Most Gen AI development companies start to look the same after a point. You’ll see a list everyone claiming, “end-to-end AI,” “LLM integration,” and “enterprise-grade solutions.” But they rarely show clear pricing, real project scale, or whether they’ve built actual working products or just polished demos.
That’s the real challenge when trying to hire a Gen AI development company in India right now. It’s not that there aren’t enough options; it’s that too many of them look exactly alike, making it hard to know who’s genuinely capable.
This guide maps ten active Gen AI development companies in India from infrastructure-level model builders to full-stack product studios against the criteria that actually determine fit: budget range, project complexity they’re equipped for, domain expertise, and the kind of clients they’ve served. The goal isn’t a ranking. It’s a decision framework that helps you match your specific situation with the right partner.
| Company |
Core Expertise |
Best For |
Engagement Model |
| Agentic India |
Agentic AI systems, multi-step LLM workflows, API orchestration, autonomous agents |
Startups & product companies building AI agents, workflow automation, LLM-powered SaaS |
Project-based |
| orangemantra |
LLM integration, ecommerce AI, NLP solutions, ML pipelines, AI consulting |
Mid-market businesses adding Gen AI to existing digital products (commerce, enterprise platforms) |
Project / Retainer |
| Rishabh Software |
Digital transformation, AI integration, cloud AI, enterprise software |
Mid-to-large enterprises running multi-workstream digital transformation projects |
Engagement-based |
| Happiest Minds |
Gen AI business services, agentic AI, product engineering, BFSI & healthcare AI |
Enterprises in regulated industries needing scalable, compliant AI deployment |
Multi-phase programs |
| Gen AI India |
Gen AI strategy, prototyping, LLM deployment, use case discovery |
Businesses in early-stage exploration or pilot phase of Gen AI adoption |
Scoped projects |
| Digital Simple |
AI product development, conversational AI, MLOps, Gen AI apps |
Growth-stage product companies needing agile AI development services |
Flexible models |
| Sarvam AI |
Indic language LLMs, speech/voice models, ASR, sovereign AI |
Companies building regional-language or voice-based AI products |
Model access |
| Ola Krutrim |
Foundation models, AI compute infra, multilingual AI, agentic assistant |
Large-scale AI product companies building for Indian markets |
Infrastructure model |
| Yellow AI |
Conversational AI, DynamicNLP, customer service automation, omnichannel bots |
Enterprises automating CX, HR, and sales workflows globally |
Platform licensing |
| Gnani.ai |
Voice AI, ASR (12 languages), TTS, speech analytics, contact center AI |
BFSI, telecom, and enterprises needing multilingual voice automation |
Platform contracts |
Leading Generative AI Development Companies: What They Actually Do
Before getting into comparison criteria, here’s a clear-eyed look at each company’s positioning, strengths, and realistic fit.
- Agentic India
Agentic India is a focused Gen AI development studio built specifically around agentic AI systems: multi-step, autonomous AI workflows that go beyond single-prompt interactions. Their positioning is deliberate: they’re not trying to be a broad IT services firm that added an AI practice. The work centers on building AI agents that can reason, plan, and act across tools and APIs with minimal human intervention.

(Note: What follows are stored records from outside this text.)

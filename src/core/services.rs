use crate::core::errors::{FieldError, RosterioError};
use crate::core::models::user::{NewUser, User, UserDraft, UserUpdate};
use crate::infrastructure::storage::Storage;
use chrono::Utc;
use tracing::info;

const NAME_MAX_LENGTH: usize = 100;
const EMAIL_MAX_LENGTH: usize = 150;

/// Mediates every read and mutation between the API layer and the store.
///
/// The service is the only component that stamps `created_at`; identity
/// assignment is delegated to the store. Validation happens here, before
/// anything touches storage, so a rejected input never leaves a half-written
/// record behind.
pub struct UserService<S: Storage> {
    storage: S,
}

impl<S: Storage> UserService<S> {
    pub fn new(storage: S) -> Self {
        UserService { storage }
    }

    fn validate_string_input(&self, field: &str, value: &str, max_length: usize) -> Result<(), RosterioError> {
        if value.trim().is_empty() {
            return Err(RosterioError::InvalidInput(
                field.to_string(),
                FieldError {
                    field: field.to_string(),
                    title: format!("Invalid {}", field),
                    description: format!("{} cannot be empty", field),
                },
            ));
        }
        if value.len() > max_length {
            return Err(RosterioError::InvalidInput(
                field.to_string(),
                FieldError {
                    field: field.to_string(),
                    title: format!("{} Too Long", field),
                    description: format!("{} cannot exceed {} characters", field, max_length),
                },
            ));
        }
        Ok(())
    }

    // Exactly one '@', neither first nor last character. Deliberately no
    // stricter than that; anything fancier belongs to a mail system.
    fn validate_email(&self, email: &str) -> Result<(), RosterioError> {
        let well_formed = match email.split_once('@') {
            Some((local, domain)) => !local.is_empty() && !domain.is_empty() && !domain.contains('@'),
            None => false,
        };
        if !well_formed {
            return Err(RosterioError::InvalidEmail(email.to_string()));
        }
        Ok(())
    }

    fn validate_user_fields(&self, name: &str, email: &str) -> Result<(), RosterioError> {
        self.validate_string_input("name", name, NAME_MAX_LENGTH)?;
        self.validate_string_input("email", email, EMAIL_MAX_LENGTH)?;
        self.validate_email(email)
    }

    /// Validates the input, stamps `created_at`, and lets the store assign
    /// the id. A missing `is_active` defaults to true; `is_active` itself can
    /// never fail validation.
    pub async fn create_user(&self, input: NewUser) -> Result<User, RosterioError> {
        self.validate_user_fields(&input.name, &input.email)?;

        let draft = UserDraft {
            name: input.name,
            email: input.email,
            created_at: Utc::now(),
            is_active: input.is_active.unwrap_or(true),
        };
        let user = self.storage.insert_user(draft).await?;

        info!(user_id = user.id, "user created");
        Ok(user)
    }

    /// No side effects; `None` is the not-found signal at this layer.
    pub async fn get_user(&self, id: i64) -> Result<Option<User>, RosterioError> {
        self.storage.get_user(id).await
    }

    /// All records, no filtering or pagination. Search is a client-side view
    /// transform and never reaches the service.
    pub async fn list_users(&self) -> Result<Vec<User>, RosterioError> {
        self.storage.list_users().await
    }

    /// Replaces name/email/is_active wholesale, leaving `id` and
    /// `created_at` untouched. There is no partial update.
    pub async fn update_user(&self, id: i64, input: UserUpdate) -> Result<User, RosterioError> {
        self.validate_user_fields(&input.name, &input.email)?;

        let user = self
            .storage
            .replace_user(id, input)
            .await?
            .ok_or(RosterioError::UserNotFound(id))?;

        info!(user_id = id, "user updated");
        Ok(user)
    }

    /// Hard delete. A second delete of the same id reports `UserNotFound`,
    /// the same as deleting an id that never existed.
    pub async fn delete_user(&self, id: i64) -> Result<(), RosterioError> {
        if !self.storage.delete_user(id).await? {
            return Err(RosterioError::UserNotFound(id));
        }

        info!(user_id = id, "user deleted");
        Ok(())
    }
}
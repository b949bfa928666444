use chrono::{DateTime, Utc};
use serde::{Deserialize, Serialize};
use utoipa::ToSchema;

/// A user record as held by the store and echoed over the wire.
///
/// `id` and `created_at` are server-assigned and immutable for the record's
/// lifetime; `name`, `email` and `is_active` are replaced wholesale on every
/// update.
#[derive(Clone, Debug, PartialEq, Serialize, Deserialize, ToSchema)]
#[serde(rename_all = "camelCase")]
pub struct User {
    pub id: i64,
    pub name: String,
    pub email: String,
    #[schema(value_type = String, example = "2024-06-01T12:34:56Z")]
    pub created_at: DateTime<Utc>,
    pub is_active: bool,
}

/// Create input. `id` and `created_at` are never client-supplied; a missing
/// `is_active` defaults to true.
#[derive(Clone, Debug, PartialEq, Serialize, Deserialize)]
#[serde(rename_all = "camelCase")]
pub struct NewUser {
    pub name: String,
    pub email: String,
    #[serde(skip_serializing_if = "Option::is_none")]
    pub is_active: Option<bool>,
}

/// Update input: the full name/email/is_active triplet. There is no partial
/// merge; fields absent here are not preserved from the stored record.
#[derive(Clone, Debug, PartialEq, Serialize, Deserialize)]
#[serde(rename_all = "camelCase")]
pub struct UserUpdate {
    pub name: String,
    pub email: String,
    pub is_active: bool,
}

/// A validated, timestamp-stamped record awaiting identity assignment.
/// Built only by the service, consumed only by the store.
#[derive(Clone, Debug)]
pub struct UserDraft {
    pub name: String,
    pub email: String,
    pub created_at: DateTime<Utc>,
    pub is_active: bool,
}
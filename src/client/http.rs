use crate::api::models::ErrorResponse;
use crate::client::UserApi;
use crate::core::errors::RosterioError;
use crate::core::models::user::{NewUser, User, UserUpdate};
use async_trait::async_trait;
use http::StatusCode;
use tracing::debug;

/// [`UserApi`] backed by a running server.
#[derive(Clone)]
pub struct HttpUserApi {
    client: reqwest::Client,
    base_url: String,
}

impl HttpUserApi {
    pub fn new(base_url: impl Into<String>) -> Self {
        let base_url = base_url.into().trim_end_matches('/').to_string();
        HttpUserApi {
            client: reqwest::Client::new(),
            base_url,
        }
    }

    fn users_url(&self) -> String {
        format!("{}/api/users", self.base_url)
    }

    fn user_url(&self, id: i64) -> String {
        format!("{}/api/users/{}", self.base_url, id)
    }

    /// Turns a non-success response into the matching error variant. A 404
    /// stays addressable (`UserNotFound`) so callers can reconcile caches; a
    /// 400 carries the server's rejection message.
    async fn decode_failure(id: Option<i64>, response: reqwest::Response) -> RosterioError {
        let status = response.status();
        let message = match response.json::<ErrorResponse>().await {
            Ok(body) => body.error,
            Err(_) => format!("HTTP {}", status),
        };
        debug!(%status, message, "request failed");
        match (status, id) {
            (StatusCode::NOT_FOUND, Some(id)) => RosterioError::UserNotFound(id),
            (StatusCode::BAD_REQUEST, _) => RosterioError::RejectedInput(message),
            _ => RosterioError::TransportError(message),
        }
    }
}

fn transport_error(err: reqwest::Error) -> RosterioError {
    RosterioError::TransportError(err.to_string())
}

#[async_trait]
impl UserApi for HttpUserApi {
    async fn list_users(&self) -> Result<Vec<User>, RosterioError> {
        let response = self
            .client
            .get(self.users_url())
            .send()
            .await
            .map_err(transport_error)?;
        if !response.status().is_success() {
            return Err(Self::decode_failure(None, response).await);
        }
        response.json::<Vec<User>>().await.map_err(transport_error)
    }

    async fn get_user(&self, id: i64) -> Result<User, RosterioError> {
        let response = self
            .client
            .get(self.user_url(id))
            .send()
            .await
            .map_err(transport_error)?;
        if !response.status().is_success() {
            return Err(Self::decode_failure(Some(id), response).await);
        }
        response.json::<User>().await.map_err(transport_error)
    }

    async fn create_user(&self, new_user: NewUser) -> Result<User, RosterioError> {
        let response = self
            .client
            .post(self.users_url())
            .json(&new_user)
            .send()
            .await
            .map_err(transport_error)?;
        if !response.status().is_success() {
            return Err(Self::decode_failure(None, response).await);
        }
        response.json::<User>().await.map_err(transport_error)
    }

    async fn update_user(&self, id: i64, fields: UserUpdate) -> Result<User, RosterioError> {
        let response = self
            .client
            .put(self.user_url(id))
            .json(&fields)
            .send()
            .await
            .map_err(transport_error)?;
        if !response.status().is_success() {
            return Err(Self::decode_failure(Some(id), response).await);
        }
        response.json::<User>().await.map_err(transport_error)
    }

    async fn delete_user(&self, id: i64) -> Result<(), RosterioError> {
        let response = self
            .client
            .delete(self.user_url(id))
            .send()
            .await
            .map_err(transport_error)?;
        if !response.status().is_success() {
            return Err(Self::decode_failure(Some(id), response).await);
        }
        Ok(())
    }
}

This makes them a strong fit for companies building internal automation, AI-assisted workflows, or customer-facing intelligent agents. If your use case involves orchestrating multiple AI tasks in sequence -retrieval, reasoning, action, output rather than a single-model interaction, Agentic India’s architecture thinking is worth engaging early.
Best for: Product companies and growth-stage startups building workflow automation, AI agents, or LLM-integrated SaaS features
Budget tier: Mid-range; project-based engagements
- orangemantra
OrangeMantra has been in the digital product and technology services space long enough to live through several platform cycles. Their Gen AI practice sits within a broader capability stack that includes ecommerce, mobility, and enterprise software which is both a strength and a limitation.
The strength: if you need Gen AI integrated into an existing digital product say, an AI recommendation layer on a commerce platform, or a document intelligence feature inside an enterprise portal – orangemantra can handle the surrounding engineering context, not just the AI module. The limitation: they’re a generalist firm, not an AI-native one, which matters when your project demands deep model work rather than API integration.
Best for: Mid-market businesses adding Gen AI features to existing digital products
Budget tier: Mid-range; works across project and retainer models
- Rishabh Software
Rishabh Software operates as a technology services partner with delivery centers in India and client relationships predominantly in the US and Europe. Their AI work tends to sit inside larger digital transformation engagements they’re less likely to be your AI-only partner and more likely to be the firm managing a broader modernization initiative that includes AI components.
Their strength is delivery of reliability across time zones and a mature project management structure. If you need a vendor that can handle stakeholder reporting, structured sprints, and enterprise procurement processes alongside the technical work, Rishabh is built for that operating model.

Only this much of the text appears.